ConstantinosZ/Shutterstock.com

Why Every Agency Needs a Chief Management Officer

The top leader can't do it all in a mere 168-hour week.

Forty years ago, Henry Mintzberg, of McGill University, asked the simple question: “What do managers do?”

To Mintzberg managers were not just corporate CEOs but also “vice presidents, bishops, foremen, hockey coaches and prime ministers”—people with “formal authority” for some kind of “organizational unit.”

Mintzberg was looking for what these people did that was “common to the work of all managers.” From his research, he identified 10 managerial “roles” or “behaviors.”

Three interpersonal roles:

  • Figurehead
  • Leader
  • Liaison

Three informational roles:

  • Monitor
  • Disseminator
  • Spokesperson

Four decisional roles:

  • Entrepreneur
  • Disturbance handler
  • Resource allocator
  • Negotiator

Mintzberg’s list is rather short, but his 10 roles do cover a diverse range of responsibilities. Indeed, the list is intimidating. How could any human do a halfway credible job on all 10 roles in a mere 168-hour week?

Consider, for example, your average elected public executive: mayor, county executive, governor, or president. Yes: It takes a lot of determination to get yourself elected to one of these executive jobs. Every day, the most winning candidates figure out how to handle multiple responsibilities. If they don’t, they lose.

Still, once they are sworn in, their obligations jump in complexity. A candidate has one very specific, very narrow task: get elected. As chief executive, however, the former candidate’s responsibilities are more complicated. And although a Cabinet sec-retary or department head has a narrower portfolio, his or her responsibilities are still quite complex.

Consider the roles of figurehead, liaison, spokesperson, disturbance handler and negotiator. These five roles include internal responsibilities. But for a public executive (elected or appointed), they also have an external component that is more demanding than for most private sector CEOs.

As the obvious figurehead, the public executive personifies the government or agency to the world.
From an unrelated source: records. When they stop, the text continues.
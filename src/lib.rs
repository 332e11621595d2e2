//! Fuzzy inference core for closed-loop power control.
//!
//! Two crisp inputs, a temperature error and its rate of change, are fuzzified against
//! labelled membership functions, combined through a 3×3 rule table and defuzzified
//! into a power adjustment percentage. Two inference engines are available:
//!
//! - **Mamdani**: clip every rule's output set at its firing strength, max-aggregate,
//!   then take the centroid of the sampled aggregate.
//! - **Sugeno**: combine the strengths of rules sharing an output label by root-sum-square
//!   and take the weighted average of each label's closed-form centroid.
//!
//! ```
//! use fuzzy_power_control::{ControllerConfig, FuzzyError, Strategy};
//!
//! let controller = ControllerConfig::default().build()?;
//! let cooling = controller.infer(-1.5, 2.0)?;
//!
//! assert!(cooling.power_level() < 0.);
//!
//! let sugeno = ControllerConfig::default().with_strategy(Strategy::Sugeno).build()?;
//!
//! assert_eq!(sugeno.infer(1000., 1000.), Err(FuzzyError::NoRuleFired));
//! # Ok::<(), Box<dyn std::error::Error>>(())
//! ```

mod config;
mod controller;
mod error;
mod inference;
mod linspace;
mod math;
mod membership;
mod ops;
mod outputs;
mod rules;
mod temperature;
mod terms;
mod variable;

pub use config::{ControllerConfig, TermConfig, VariableConfig};
pub use controller::Controller;
pub use error::{ConfigError, FuzzyError, FuzzyResult};
pub use inference::{DefuzzificationStrategy, Mamdani, Strategy, Sugeno};
pub use linspace::MAX_SAMPLES;
pub use membership::{MembershipFunction, ShapeKind};
pub use ops::{aggregate, clip, root_sum_square, DefuzzificationOp};
pub use outputs::{AggregatedShape, OutputAggregate, Outputs, Singleton};
pub use rules::{FiringResult, Rule, Rules};
pub use temperature::{rule_table, Level, Power, TemperatureController};
pub use terms::{Key, Term, Terms};
pub use variable::{LinguisticVariable, DEFAULT_STEP};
He or she is its definitive spokesperson.

If a disturbance is small and internal, a subordinate manager can handle it. But if the disturbance is significant enough, or if it involves people outside the government, the public executive may need to get personally involved. The same applies to negotiations with people or groups outside of the executive branch.

A public executive who delegates to subordinates any of these five roles—figurehead, liaison, spokesperson, disturbance handler, or negotiator—may quickly antagonize key stakeholders. Unfortunately, handling these five roles for situations primarily involving people outside of the executive branch can consume all of any public executive’s time.
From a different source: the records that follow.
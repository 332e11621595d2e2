use std::iter::Sum;

use num::Float;
use serde::{Deserialize, Serialize};

use crate::math::interp;

/// Mamdani implication: caps a membership curve at a rule's firing strength.
pub fn clip<F: Float>(membership: impl IntoIterator<Item = F>, level: F) -> impl Iterator<Item = F> {
    membership.into_iter().map(move |m| F::min(m, level))
}

/// Fuzzy OR of two curves sampled over the same universe.
pub fn aggregate<F: Float>(
    u: impl IntoIterator<Item = F>,
    v: impl IntoIterator<Item = F>,
) -> impl Iterator<Item = F> {
    u.into_iter().zip(v).map(|(u, v)| F::max(u, v))
}

/// `sqrt(Σ s²)`, the combination of every rule sharing a consequence in the Sugeno engine.
pub fn root_sum_square<F: Float + Sum>(strengths: impl IntoIterator<Item = F>) -> F {
    strengths.into_iter().map(|s| s * s).sum::<F>().sqrt()
}

/// Method for defuzzificating the aggregated membership function of the Mamdani engine.
#[derive(Clone, Copy, Debug, Default, PartialEq, Eq, Serialize, Deserialize)]
#[serde(rename_all = "snake_case")]
pub enum DefuzzificationOp {
    /// Discrete centroid, `Σ x·μ(x) / Σ μ(x)` over the sampled universe
    #[default]
    Centroid,
    /// Center of gravity of the piecewise-linear curve through the samples
    Cog,
    /// Value splitting the area under the curve in two halves
    Bisector,
    /// Mean of the values for which the membership function is maximum
    Mom,
    /// Smallest value for which the membership function is maximum
    Som,
    /// Largest value for which the membership function is maximum
    Lom,
}

impl DefuzzificationOp {
    /// `universe` and `membership` are parallel and the membership must not be identically
    /// zero. NaN when there is nothing to defuzzify.
    pub(crate) fn call<F: Float + Sum>(self, universe: &[F], membership: &[F]) -> F {
        if universe.is_empty() || universe.len() != membership.len() {
            return F::nan();
        }

        let two = F::one() + F::one();

        match self {
            Self::Centroid => {
                let num = universe
                    .iter()
                    .zip(membership)
                    .map(|(&u, &m)| u * m)
                    .sum::<F>();
                let den = membership.iter().copied().sum::<F>();

                num / den
            },
            Self::Cog => {
                let three = two + F::one();
                let mut num = F::zero();
                let mut den = F::zero();

                for (u, m) in universe.windows(2).zip(membership.windows(2)) {
                    let base = u[1] - u[0];
                    let area_rect = F::min(m[0], m[1]) * base;
                    let center_rect = u[0] + base / two;
                    let area_tria = base * F::abs(m[1] - m[0]) / two;
                    let center_tria = if m[1] > m[0] {
                        u[0] + two / three * base
                    } else {
                        u[0] + base / three
                    };

                    num = num + area_rect * center_rect + area_tria * center_tria;
                    den = den + area_rect + area_tria;
                }

                num / den
            },
            Self::Bisector => {
                let areas: Vec<F> = universe
                    .windows(2)
                    .zip(membership.windows(2))
                    .map(|(u, m)| (m[0] + m[1]) * (u[1] - u[0]) / two)
                    .collect();
                let target = areas.iter().copied().sum::<F>() / two;
                let mut cum_area = F::zero();

                for (i, area) in areas.iter().copied().enumerate() {
                    let prev = cum_area;
                    cum_area = cum_area + area;

                    if cum_area >= target {
                        let coords = [(prev, universe[i]), (cum_area, universe[i + 1])];

                        return interp(Some(target), &coords)[0];
                    }
                }

                universe.last().copied().unwrap_or_else(F::nan)
            },
            Self::Mom | Self::Som | Self::Lom => {
                let maximum = membership.iter().copied().fold(F::neg_infinity(), F::max);
                let at_max = universe
                    .iter()
                    .zip(membership)
                    .filter_map(|(&u, &m)| if m == maximum { Some(u) } else { None });

                match self {
                    Self::Som => at_max.fold(F::infinity(), F::min),
                    Self::Lom => at_max.fold(F::neg_infinity(), F::max),
                    _ => {
                        let (len, sum) = at_max.fold((F::zero(), F::zero()), |(n, s), u| (n + F::one(), s + u));

                        sum / len
                    },
                }
            },
        }
    }
}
If so, what happens when these five roles also involve insiders? And what happens when the role is leader, monitor, disseminator, entrepreneur, or resource allocator? How much time is left for these responsibilities? Often, not much. All too often, none.

Yet, the public executive is supposed to be the (internal) leader of the jurisdiction or agency, establishing purposes, motivating employees, authorizing projects, and encouraging initiatives to better achieve key public purposes. But how much time does the executive have for this? After all, handling internal disturbances and allocating resources can quickly jump to the top of the must-do-today pile.

Thus every public executive—appointed or elected—needs a chief management officer, chief operating officer, chief performance officer. I don’t care what the title is. I do care, however, that this person is responsible for ensuring that the jurisdiction or agency is operating competently—for keeping everyone focused on achieving the chief executive’s purposes. This person is responsible for the operational roles to which the top executive cannot devote sufficient attention. All governors need a chief operating officer. All mayors need a chief administrative officer. All Cabinet secretaries need a chief performance officer.

The president, governor, mayor, or agency head also has responsibility for setting policy—for establishing macro purposes. Yet, too often, these executives focus exclusively on policy. And for some mysterious reason (and despite all the evidence to the contrary), they believe their brilliant policies are self-implementing.

The chief operating officer’s job is to make the policies work. Thus this person needs more than a title. He or she needs an official, public delegation of authority. The elected or appointed executive needs to say, as Mayor Joe Curtatone of Somerville, Massachusetts, often says about his chief performance officer: “My director of SomerStat speaks for me.” 

Robert D. Behn, a lecturer at Harvard University's John F. Kennedy School of Government, chairs the executive education program Driving Government Performance: Leadership Strategies that Produce Results. His book, The PerformanceStat Potential, was recently published by Brookings.